The Office did not support permitting Pioneer to use the new construction
eligibility it may have had in 2013/2014, as doing so would not comply with the Board’s
action requiring districts to demonstrate a current capacity need and it would represent an
unfair funding advantage to Pioneer that was “not extended to other districts experiencing
similar current eligibility circumstances.” The Office further noted that Pioneer
continued with the project as originally designed even though the Board decided in June
2017 to verify eligibility at the time of processing the applications.

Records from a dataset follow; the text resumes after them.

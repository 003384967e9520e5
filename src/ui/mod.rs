//! UI layer.
//!
//! # Structure
//!
//! - [`markup`]: node tree and HTML serialisation
//! - [`components`]: the community components
//! - [`catalog`]: demo constructor for every component
//! - [`page`]: HTML page shell for the showcase

pub mod catalog;
pub mod components;
pub mod markup;
pub mod page;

At the Board’s September 30, 2020 meeting, the Board did not make a motion to
approve Pioneer’s appeal request. Therefore, in accordance with the Board’s rules and
procedures, the Office’s administrative action would stand, and the appeal was considered
closed.
Procedural Background
Pioneer filed a combined petition for writ of mandate and complaint for
declaratory relief in February 2022. In the petition, Pioneer alleged respondents violated
section 17071.75, subdivision (a)(2), by requiring Pioneer to update its new construction
eligibility for the enrollment year in which the Office processed the application rather
than the enrollment year in which Pioneer submitted the new construction application.
14.
Pioneer asserted respondents’ decision not to grant its appeal was an abuse of discretion
because: (1) their decision to deny the appeal based on “a regulation that requires a
school district to update its new construction eligibility for the enrollment year in which
OPSC processes the application” was contrary to the Act; and (2) they failed to proceed
in a manner required by law because they promulgated the new regulation requiring
updated new construction eligibility in 2018 when Proposition 51 required the funds to be
apportioned as the Act read on January 1, 2015. Pioneer asserted it therefore was entitled
to a writ of mandate “directing and commanding [respondents] to perform their
mandatory duty as set forth” in the petition. Pioneer sought a declaratory judgment on
essentially the same grounds, alleging respondents improperly relied on an invalid
regulation that was contrary to the Act.
Pioneer filed a motion for issuance of a writ of mandate in September 2022.
Pioneer argued respondents improperly required it to update the new construction
eligibility because Regulation 1859.51, subdivision (e), requiring a school district to
provide updated new construction eligibility, is contrary to the Act and does not apply to
Pioneer since it submitted its application before June 6, 2017. Pioneer also argued the
Board abused its discretion in approving the resubmission policy because the regulation
is inconsistent with the enabling statute.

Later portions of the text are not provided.